> [INFORMATION PROVIDED]:
════════════════════

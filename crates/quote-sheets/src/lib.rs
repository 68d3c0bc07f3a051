//! # quote-sheets
//!
//! Supplier quotation templates and lowest-price comparison reports.
//!
//! A procurement round has two steps:
//!
//! - [`TemplateBuilder`] produces a blank "Supplier Quotation" sheet with a
//!   unit price (UP) and an AVAILABLE column per supplier
//! - [`QuotationProcessor`] reads the filled-in sheet back, adds per-supplier
//!   totals and a summary row, and highlights the cheapest offers and
//!   availability problems
//!
//! ## Example
//!
//! ```rust
//! use quote_sheets::prelude::*;
//! use std::io::Cursor;
//!
//! let template = TemplateBuilder::new(TemplateOptions::new(2, 10)).build().unwrap();
//! assert_eq!(template.name(), "Supplier Quotation");
//!
//! // ... the sheet is filled in by suppliers, then:
//! let mut filled = template;
//! filled.set_cell_value("A4", "BOLT-10").unwrap();
//! filled.set_cell_value("C4", 4.0).unwrap();
//! filled.set_cell_value("D4", 1.5).unwrap();
//! filled.set_cell_value("F4", 1.25).unwrap();
//! filled.set_cell_value("D2", "Acme").unwrap();
//! filled.set_cell_value("F2", "Globex").unwrap();
//!
//! let bytes = XlsxWriter::write_buffer(&[&filled]).unwrap();
//! let suppliers = SupplierList::parse("Acme, Globex");
//! let result = QuotationProcessor::new()
//!     .process_reader(Cursor::new(bytes), &suppliers)
//!     .unwrap();
//!
//! assert_eq!(result.table.summary_value("Globex_TOTAL"), Some(&CellValue::Number(5.0)));
//! ```

pub mod error;
pub mod header;
pub mod highlight;
pub mod options;
pub mod prelude;
pub mod processor;
pub mod suppliers;
pub mod table;
pub mod template;

use std::path::Path;

pub use error::{Error, Result};
pub use header::{ColumnMapping, HeaderKey, MappedColumn};
pub use highlight::{highlights, Highlight, HighlightRule, HighlightedCell};
pub use options::{ProcessOptions, TemplateOptions, RESULT_SHEET_NAME, TEMPLATE_SHEET_NAME};
pub use processor::{
    ProcessReport, ProcessedQuotation, QuotationProcessor, RawQuotation, SupplierCountMismatch,
};
pub use suppliers::SupplierList;
pub use table::{Availability, ColumnKind, DerivedTable, QuotationTable, RowKind};
pub use template::TemplateBuilder;

pub use quote_sheets_core::{CellError, CellValue, Worksheet};
pub use quote_sheets_xlsx::{SheetGrid, XlsxError, XlsxReader, XlsxWriter, XLSX_MIME_TYPE};

/// Build a template and write it to `path`
pub fn write_template<P: AsRef<Path>>(options: &TemplateOptions, path: P) -> Result<()> {
    TemplateBuilder::new(*options).write_file(path)
}

/// Process a filled-in template on disk with default options
pub fn process_file<P: AsRef<Path>>(
    path: P,
    suppliers: &SupplierList,
) -> Result<ProcessedQuotation> {
    QuotationProcessor::new().process_file(path, suppliers)
}
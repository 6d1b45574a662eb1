//! A1-style cell references used in error messages

/// Column letters for a 0-based column index (0 = A, 25 = Z, 26 = AA)
pub fn column_letters(col: usize) -> String {
    let mut letters = Vec::new();
    let mut n = col + 1;
    while n > 0 {
        let rem = (n - 1) % 26;
        letters.push(b'A' + rem as u8);
        n = (n - 1) / 26;
    }
    letters.reverse();
    String::from_utf8(letters).unwrap_or_default()
}

/// A1 reference for a 0-based (row, column) position
pub fn a1(row: usize, col: usize) -> String {
    format!("{}{}", column_letters(col), row + 1)
}
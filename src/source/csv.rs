//! CSV source: one file is a single-sheet workbook named after the file stem

use std::fs::File;
use std::io::BufReader;
use std::path::Path;

use chrono::{NaiveDate, NaiveDateTime};

use crate::error::{ImportError, Result};
use crate::model::{RawCell, Sheet, Value, Workbook};

use super::WorkbookSource;

/// Source for CSV files
pub struct CsvSource;

impl WorkbookSource for CsvSource {
    fn read(&self, path: &Path) -> Result<Workbook> {
        let file = File::open(path).map_err(|e| ImportError::workbook(path, e))?;
        let mut reader = csv::ReaderBuilder::new()
            .has_headers(false)
            .flexible(true)
            .from_reader(BufReader::new(file));

        let mut cells = Vec::new();
        for (line_num, result) in reader.records().enumerate() {
            let record = result
                .map_err(|e| ImportError::workbook(path, format!("row {}: {}", line_num + 1, e)))?;
            cells.push(record.iter().map(parse_cell).collect());
        }

        let name = path
            .file_stem()
            .and_then(|s| s.to_str())
            .unwrap_or_default();

        Ok(Workbook::new(vec![Sheet::new(name, cells)]))
    }

    fn supports_extension(&self, ext: &str) -> bool {
        ext.eq_ignore_ascii_case("csv")
    }
}

/// Parse a field with type inference
fn parse_cell(s: &str) -> RawCell {
    let trimmed = s.trim();

    if trimmed.is_empty() {
        return RawCell::Empty;
    }
    if trimmed.eq_ignore_ascii_case("null") {
        return RawCell::Value(Value::Null);
    }

    if trimmed.eq_ignore_ascii_case("true") {
        return RawCell::Value(Value::Bool(true));
    }
    if trimmed.eq_ignore_ascii_case("false") {
        return RawCell::Value(Value::Bool(false));
    }

    if let Ok(i) = trimmed.parse::<i64>() {
        return RawCell::Value(Value::Int(i));
    }
    if let Ok(f) = trimmed.parse::<f64>() {
        return RawCell::Value(Value::Float(f));
    }

    if let Ok(date) = NaiveDate::parse_from_str(trimmed, "%Y-%m-%d") {
        return RawCell::Value(Value::Date(date));
    }
    if let Ok(dt) = NaiveDateTime::parse_from_str(trimmed, "%Y-%m-%dT%H:%M:%S%.f") {
        return RawCell::Value(Value::DateTime(dt));
    }
    if let Ok(dt) = NaiveDateTime::parse_from_str(trimmed, "%Y-%m-%d %H:%M:%S%.f") {
        return RawCell::Value(Value::DateTime(dt));
    }

    RawCell::Value(Value::String(s.to_string()))
}

#[cfg(test)]
mod tests {
    use super::*;
    use std::io::Write;

    #[test]
    fn test_parse_cell() {
        assert_eq!(parse_cell(""), RawCell::Empty);
        assert_eq!(parse_cell("null"), RawCell::Value(Value::Null));
        assert_eq!(parse_cell("true"), RawCell::Value(Value::Bool(true)));
        assert_eq!(parse_cell("42"), RawCell::Value(Value::Int(42)));
        assert_eq!(parse_cell("0.5"), RawCell::Value(Value::Float(0.5)));
        assert_eq!(
            parse_cell("2019-12-01"),
            RawCell::Value(Value::Date(NaiveDate::from_ymd_opt(2019, 12, 1).unwrap()))
        );
        assert_eq!(parse_cell("Alice"), RawCell::Value(Value::from("Alice")));
    }

    #[test]
    fn test_read_uses_file_stem_as_sheet_name() {
        let dir = tempfile::tempdir().unwrap();
        let path = dir.path().join("table_1.csv");
        let mut file = File::create(&path).unwrap();
        writeln!(file, "id,name").unwrap();
        writeln!(file, "1,Alice").unwrap();
        writeln!(file, "2,").unwrap();
        drop(file);

        let workbook = CsvSource.read(&path).unwrap();
        assert_eq!(workbook.sheets.len(), 1);

        let sheet = &workbook.sheets[0];
        assert_eq!(sheet.name(), "table_1");
        assert_eq!(sheet.row_count(), 3);
        assert_eq!(sheet.cell(1, 1), &RawCell::Value(Value::from("Alice")));
        assert!(sheet.cell(2, 1).is_empty());
    }
}
//! Row-insert batches produced from a sheet

use serde::Serialize;

use super::value::Value;

/// One batch of rows destined for a single table
#[derive(Debug, Clone, PartialEq, Serialize)]
pub struct Insert {
    table: String,
    columns: Vec<String>,
    rows: Vec<Vec<Value>>,
}

impl Insert {
    /// Create an empty batch with column definitions
    pub fn new(table: impl Into<String>, columns: Vec<String>) -> Self {
        Self {
            table: table.into(),
            columns,
            rows: Vec::new(),
        }
    }

    /// Append a row; short rows are padded with nulls
    pub fn add_row(&mut self, mut values: Vec<Value>) {
        values.resize(self.columns.len(), Value::Null);
        self.rows.push(values);
    }

    pub fn table(&self) -> &str {
        &self.table
    }

    pub fn columns(&self) -> &[String] {
        &self.columns
    }

    pub fn rows(&self) -> &[Vec<Value>] {
        &self.rows
    }

    /// Number of rows
    pub fn row_count(&self) -> usize {
        self.rows.len()
    }

    /// Get column index by name
    pub fn column_index(&self, name: &str) -> Option<usize> {
        self.columns.iter().position(|c| c == name)
    }

    /// Value of a named column in a given row
    pub fn value(&self, row: usize, column: &str) -> Option<&Value> {
        let idx = self.column_index(column)?;
        self.rows.get(row)?.get(idx)
    }

    /// All values of a named column, in row order
    pub fn column_values(&self, column: &str) -> Option<Vec<&Value>> {
        let idx = self.column_index(column)?;
        Some(self.rows.iter().map(|r| &r[idx]).collect())
    }
}
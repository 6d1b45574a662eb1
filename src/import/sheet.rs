//! Reading the header and data rows of one sheet

use rustc_hash::FxHashSet;

use crate::error::{ImportError, Result};
use crate::model::{RawCell, Sheet, Value};

/// Column names from the header row at `top`, starting at `left`
///
/// The header extends to the last non-empty cell of the row. Every cell in
/// between must hold a non-blank string.
pub(crate) fn header(sheet: &Sheet, top: usize, left: usize) -> Result<Vec<String>> {
    let not_found =
        || ImportError::parse(format!("header row not found: {}[{}]", sheet.name(), top));

    let last = sheet.last_column(top).ok_or_else(not_found)?;
    if last < left {
        return Err(not_found());
    }

    let mut seen = FxHashSet::default();
    let mut columns = Vec::with_capacity(last - left + 1);
    for col in left..=last {
        let name = match sheet.cell(top, col) {
            RawCell::Value(Value::String(s)) if !s.trim().is_empty() => s.clone(),
            RawCell::Empty | RawCell::Value(Value::Null) | RawCell::Value(Value::String(_)) => {
                return Err(ImportError::parse(format!(
                    "header cell must not be blank: {}",
                    sheet.a1(top, col)
                )));
            }
            RawCell::Value(_) => {
                return Err(ImportError::parse(format!(
                    "header cell must be string type: {}",
                    sheet.a1(top, col)
                )));
            }
            RawCell::Error(_) => return Err(error_value(sheet, top, col)),
        };
        if !seen.insert(name.clone()) {
            return Err(ImportError::parse(format!(
                "duplicate header column {:?}: {}",
                name,
                sheet.a1(top, col)
            )));
        }
        columns.push(name);
    }

    Ok(columns)
}

/// Data rows below the header, in file order
///
/// Reading stops at the first row whose cells under the header are all
/// empty, or at the end of the sheet.
pub(crate) fn rows(
    sheet: &Sheet,
    top: usize,
    left: usize,
    width: usize,
) -> Result<Vec<Vec<Value>>> {
    let mut rows = Vec::new();

    for row in (top + 1)..sheet.row_count() {
        let window = left..left + width;
        if window.clone().all(|col| sheet.cell(row, col).is_empty()) {
            break;
        }

        let values = window
            .map(|col| match sheet.cell(row, col) {
                RawCell::Empty => Ok(Value::Null),
                RawCell::Value(v) => Ok(v.clone()),
                RawCell::Error(_) => Err(error_value(sheet, row, col)),
            })
            .collect::<Result<Vec<_>>>()?;
        rows.push(values);
    }

    Ok(rows)
}

fn error_value(sheet: &Sheet, row: usize, col: usize) -> ImportError {
    ImportError::parse(format!("error value contained: {}", sheet.a1(row, col)))
}
//! Data model for workbooks and the inserts built from them

mod insert;
pub mod reference;
mod value;
mod workbook;

pub use insert::Insert;
pub use value::Value;
pub use workbook::{RawCell, Sheet, Workbook};
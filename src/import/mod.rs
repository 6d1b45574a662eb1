//! Importing workbooks into insert batches
//!
//! Each visible, non-excluded sheet becomes one [`Insert`] for the table of
//! the same name. The header row gives the column names; the rows below it
//! are read in file order until the first empty row.

mod builder;
mod sheet;

use serde::Serialize;

use crate::error::Result;
use crate::model::Insert;
use crate::operation::{Destination, Operation};

pub use builder::{ColumnOverride, ImportBuilder};

/// Start configuring an import of the workbook at `location`
///
/// # Errors
///
/// Returns `ResourceNotFound` if the file does not exist.
pub fn excel(location: &str) -> Result<ImportBuilder> {
    ImportBuilder::excel(location)
}

/// Import a workbook with default settings
pub fn import_from(location: &str) -> Result<Import> {
    ImportBuilder::excel(location)?.build()
}

/// Import a workbook, letting `configure` adjust the builder first
pub fn import_with<F>(location: &str, configure: F) -> Result<Import>
where
    F: FnOnce(ImportBuilder) -> Result<ImportBuilder>,
{
    configure(ImportBuilder::excel(location)?)?.build()
}

/// A finished import: one insert batch per imported sheet, in sheet order
#[derive(Debug, Clone, PartialEq, Serialize)]
pub struct Import {
    location: String,
    inserts: Vec<Insert>,
}

impl Import {
    pub(crate) fn new(location: String, inserts: Vec<Insert>) -> Self {
        Self { location, inserts }
    }

    /// The location the workbook was requested by
    pub fn location(&self) -> &str {
        &self.location
    }

    pub fn inserts(&self) -> &[Insert] {
        &self.inserts
    }

    /// The batch for one table, if it was imported
    pub fn insert_for(&self, table: &str) -> Option<&Insert> {
        self.inserts.iter().find(|i| i.table() == table)
    }

    /// Imported table names, in sheet order
    pub fn tables(&self) -> Vec<&str> {
        self.inserts.iter().map(Insert::table).collect()
    }

    /// Total number of rows across all batches
    pub fn row_count(&self) -> usize {
        self.inserts.iter().map(Insert::row_count).sum()
    }

    pub fn is_empty(&self) -> bool {
        self.inserts.is_empty()
    }

    /// Pretty-printed JSON of the batches
    pub fn to_json(&self) -> serde_json::Result<String> {
        serde_json::to_string_pretty(self)
    }
}

impl Operation for Import {
    fn execute(&self, destination: &mut dyn Destination) -> Result<()> {
        for insert in &self.inserts {
            insert.execute(destination)?;
        }
        Ok(())
    }
}
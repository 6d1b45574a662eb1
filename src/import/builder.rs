//! Builder collecting overrides and exclusions before an import is built

use std::fmt;
use std::path::PathBuf;

use indexmap::IndexMap;
use rustc_hash::FxHashSet;
use tracing::{debug, info};

use crate::config::ImportConfig;
use crate::error::{ImportError, Result};
use crate::generator::ValueGenerator;
use crate::model::{Insert, Value, Workbook};
use crate::resource::ResourceRoots;
use crate::source::SourceFactory;

use super::sheet::{header, rows};
use super::Import;

type TableNameFn = Box<dyn Fn(&str) -> Option<String> + Send + Sync>;

/// How a column's value is produced instead of the cell's own value
pub enum ColumnOverride {
    /// One generated value per row, in row order
    Generated(Box<dyn ValueGenerator>),
    /// The same value in every row
    Constant(Value),
}

impl ColumnOverride {
    fn next_value(&mut self) -> Value {
        match self {
            ColumnOverride::Generated(generator) => generator.next_value(),
            ColumnOverride::Constant(value) => value.clone(),
        }
    }
}

impl fmt::Debug for ColumnOverride {
    fn fmt(&self, f: &mut fmt::Formatter<'_>) -> fmt::Result {
        match self {
            ColumnOverride::Generated(_) => f.write_str("Generated(..)"),
            ColumnOverride::Constant(value) => f.debug_tuple("Constant").field(value).finish(),
        }
    }
}

/// Collects the configuration of one import
///
/// The workbook location is resolved when the builder is created, so a
/// missing file fails before any configuration happens. Nothing is read
/// until [`ImportBuilder::build`], which consumes the builder.
pub struct ImportBuilder {
    location: String,
    path: PathBuf,
    config: ImportConfig,
    overrides: IndexMap<String, IndexMap<String, ColumnOverride>>,
    table_name: Option<TableNameFn>,
}

impl fmt::Debug for ImportBuilder {
    fn fmt(&self, f: &mut fmt::Formatter<'_>) -> fmt::Result {
        f.debug_struct("ImportBuilder")
            .field("location", &self.location)
            .field("path", &self.path)
            .field("config", &self.config)
            .field("overrides", &self.overrides)
            .field("table_name", &self.table_name.is_some())
            .finish()
    }
}

impl ImportBuilder {
    /// Start an import of the workbook at `location`, relative to the
    /// current directory
    pub fn excel(location: &str) -> Result<Self> {
        Self::excel_in(&ResourceRoots::default(), location)
    }

    /// Start an import of the workbook at `location`, searched in `roots`
    pub fn excel_in(roots: &ResourceRoots, location: &str) -> Result<Self> {
        let path = roots.resolve(location)?;
        Ok(Self {
            location: location.to_string(),
            path,
            config: ImportConfig::default(),
            overrides: IndexMap::new(),
            table_name: None,
        })
    }

    /// Replace the reader settings wholesale
    pub fn with_config(mut self, config: ImportConfig) -> Self {
        self.config = config;
        self
    }

    /// 0-based row index of the header row (default 0)
    pub fn top(mut self, top: usize) -> Self {
        self.config = self.config.with_top(top);
        self
    }

    /// 0-based column index of the first column (default 0)
    pub fn left(mut self, left: usize) -> Self {
        self.config = self.config.with_left(left);
        self
    }

    /// Skip tables by exact name
    pub fn exclude<I, S>(mut self, tables: I) -> Self
    where
        I: IntoIterator<Item = S>,
        S: Into<String>,
    {
        self.config = self.config.with_excluded_tables(tables);
        self
    }

    /// Skip tables whose whole name matches `pattern`
    pub fn exclude_matching(mut self, pattern: &str) -> Result<Self> {
        self.config = self.config.with_exclude(pattern)?;
        Ok(self)
    }

    /// Import only tables whose whole name matches one of the given patterns
    pub fn include_matching(mut self, pattern: &str) -> Result<Self> {
        self.config = self.config.with_include(pattern)?;
        Ok(self)
    }

    /// Map sheet names to table names; `None` means the sheet cannot be mapped
    pub fn table_name<F>(mut self, mapper: F) -> Self
    where
        F: Fn(&str) -> Option<String> + Send + Sync + 'static,
    {
        self.table_name = Some(Box::new(mapper));
        self
    }

    /// Fill `column` of `table` with generated values. A later registration
    /// for the same column replaces this one.
    pub fn with_generated_value<G>(self, table: &str, column: &str, generator: G) -> Self
    where
        G: ValueGenerator + 'static,
    {
        self.with_override(table, column, ColumnOverride::Generated(Box::new(generator)))
    }

    /// Fill `column` of `table` with a constant. A later registration for the
    /// same column replaces this one.
    pub fn with_default_value(self, table: &str, column: &str, value: impl Into<Value>) -> Self {
        self.with_override(table, column, ColumnOverride::Constant(value.into()))
    }

    fn with_override(mut self, table: &str, column: &str, column_override: ColumnOverride) -> Self {
        self.overrides
            .entry(table.to_string())
            .or_default()
            .insert(column.to_string(), column_override);
        self
    }

    /// Read the workbook and build the import
    pub fn build(self) -> Result<Import> {
        let workbook = SourceFactory::new().read(&self.path)?;
        let location = self.location.clone();
        let inserts = self.into_inserts(&workbook)?;

        info!(
            location = %location,
            tables = inserts.len(),
            rows = inserts.iter().map(Insert::row_count).sum::<usize>(),
            "built spreadsheet import"
        );
        Ok(Import::new(location, inserts))
    }

    fn resolve_table(&self, sheet_name: &str) -> Result<String> {
        let resolved = match &self.table_name {
            Some(mapper) => mapper(sheet_name),
            None => Some(sheet_name.to_string()),
        };
        resolved.ok_or_else(|| {
            ImportError::config(format!("could not resolve table name: {}", sheet_name))
        })
    }

    /// Take the overrides of `table` and pair each with its column index
    fn bind_overrides(
        &mut self,
        table: &str,
        columns: &[String],
    ) -> Result<Vec<(usize, ColumnOverride)>> {
        let overrides = self.overrides.shift_remove(table).unwrap_or_default();
        overrides
            .into_iter()
            .map(|(column, column_override)| {
                let idx = columns.iter().position(|c| *c == column).ok_or_else(|| {
                    ImportError::config(format!("column {} not found in table {}", column, table))
                })?;
                Ok((idx, column_override))
            })
            .collect()
    }

    fn into_inserts(mut self, workbook: &Workbook) -> Result<Vec<Insert>> {
        let (top, left) = (self.config.top, self.config.left);
        let mut known = FxHashSet::default();
        let mut imported = FxHashSet::default();
        let mut inserts = Vec::with_capacity(workbook.sheets.len());

        for sheet in &workbook.sheets {
            if !sheet.is_visible() {
                debug!(sheet = sheet.name(), "skipping hidden sheet");
                continue;
            }

            let table = self.resolve_table(sheet.name())?;
            known.insert(table.clone());
            if self.config.is_excluded(&table) {
                debug!(sheet = sheet.name(), table = %table, "skipping excluded table");
                if self.overrides.contains_key(&table) {
                    let columns = header(sheet, top, left)?;
                    self.bind_overrides(&table, &columns)?;
                }
                continue;
            }
            if !imported.insert(table.clone()) {
                return Err(ImportError::config(format!(
                    "duplicate table name: {} (sheet {})",
                    table,
                    sheet.name()
                )));
            }

            let columns = header(sheet, top, left)?;
            let mut bindings = self.bind_overrides(&table, &columns)?;

            let mut insert = Insert::new(table, columns);
            for mut values in rows(sheet, top, left, insert.columns().len())? {
                for (idx, column_override) in bindings.iter_mut() {
                    values[*idx] = column_override.next_value();
                }
                insert.add_row(values);
            }

            debug!(
                sheet = sheet.name(),
                table = insert.table(),
                rows = insert.row_count(),
                "read sheet"
            );
            inserts.push(insert);
        }

        if let Some(table) = self.overrides.keys().find(|t| !known.contains(t.as_str())) {
            return Err(ImportError::config(format!(
                "table not found in workbook: {}",
                table
            )));
        }

        Ok(inserts)
    }
}
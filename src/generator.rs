//! Value generators that fill a column row by row

use chrono::{Duration, NaiveDate, NaiveDateTime, NaiveTime};

use crate::model::Value;

/// Produces one value per inserted row, in file order
pub trait ValueGenerator: Send {
    fn next_value(&mut self) -> Value;
}

impl<F> ValueGenerator for F
where
    F: FnMut() -> Value + Send,
{
    fn next_value(&mut self) -> Value {
        self()
    }
}

/// Integer sequence, 1, 2, 3 … by default
#[derive(Debug, Clone)]
pub struct SequenceGenerator {
    next: i64,
    increment: i64,
}

/// Create an integer sequence starting at 1 and incrementing by 1
pub fn sequence() -> SequenceGenerator {
    SequenceGenerator {
        next: 1,
        increment: 1,
    }
}

impl SequenceGenerator {
    pub fn starting_at(mut self, start: i64) -> Self {
        self.next = start;
        self
    }

    pub fn incrementing_by(mut self, increment: i64) -> Self {
        self.increment = increment;
        self
    }
}

impl ValueGenerator for SequenceGenerator {
    fn next_value(&mut self) -> Value {
        let current = self.next;
        self.next = self.next.wrapping_add(self.increment);
        Value::Int(current)
    }
}

/// String sequence, `prefix1`, `prefix2` … optionally zero-padded
#[derive(Debug, Clone)]
pub struct StringSequenceGenerator {
    prefix: String,
    sequence: SequenceGenerator,
    padding: usize,
}

/// Create a string sequence with the given prefix
pub fn string_sequence(prefix: impl Into<String>) -> StringSequenceGenerator {
    StringSequenceGenerator {
        prefix: prefix.into(),
        sequence: sequence(),
        padding: 0,
    }
}

impl StringSequenceGenerator {
    pub fn starting_at(mut self, start: i64) -> Self {
        self.sequence = self.sequence.starting_at(start);
        self
    }

    pub fn incrementing_by(mut self, increment: i64) -> Self {
        self.sequence = self.sequence.incrementing_by(increment);
        self
    }

    /// Left-pad the number with zeros to `width` digits
    pub fn with_left_padding(mut self, width: usize) -> Self {
        self.padding = width;
        self
    }
}

impl ValueGenerator for StringSequenceGenerator {
    fn next_value(&mut self) -> Value {
        let n = self.sequence.next;
        self.sequence.next = n.wrapping_add(self.sequence.increment);
        Value::String(format!("{}{:0width$}", self.prefix, n, width = self.padding))
    }
}

/// Date or datetime sequence stepping by a fixed duration
#[derive(Debug, Clone)]
pub struct DateSequenceGenerator {
    next: NaiveDateTime,
    step: Duration,
    with_time: bool,
}

/// Create a date sequence starting at 1970-01-01, one day apart
pub fn date_sequence() -> DateSequenceGenerator {
    DateSequenceGenerator {
        next: NaiveDateTime::default(),
        step: Duration::days(1),
        with_time: false,
    }
}

impl DateSequenceGenerator {
    pub fn starting_at(mut self, date: NaiveDate) -> Self {
        self.next = date.and_time(NaiveTime::MIN);
        self.with_time = false;
        self
    }

    /// Start at a datetime; generated values are then datetimes
    pub fn starting_at_datetime(mut self, datetime: NaiveDateTime) -> Self {
        self.next = datetime;
        self.with_time = true;
        self
    }

    pub fn incrementing_by(mut self, step: Duration) -> Self {
        self.step = step;
        self
    }
}

impl ValueGenerator for DateSequenceGenerator {
    fn next_value(&mut self) -> Value {
        let current = self.next;
        self.next = current
            .checked_add_signed(self.step)
            .unwrap_or(NaiveDateTime::MAX);
        if self.with_time {
            Value::DateTime(current)
        } else {
            Value::Date(current.date())
        }
    }
}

════════════════════

> [REQUIRED WORK]: Among the lines of the material, count those that contain the string "seen" and state only that count.

> [OUTPUT FOR THIS EXERCISE]: 2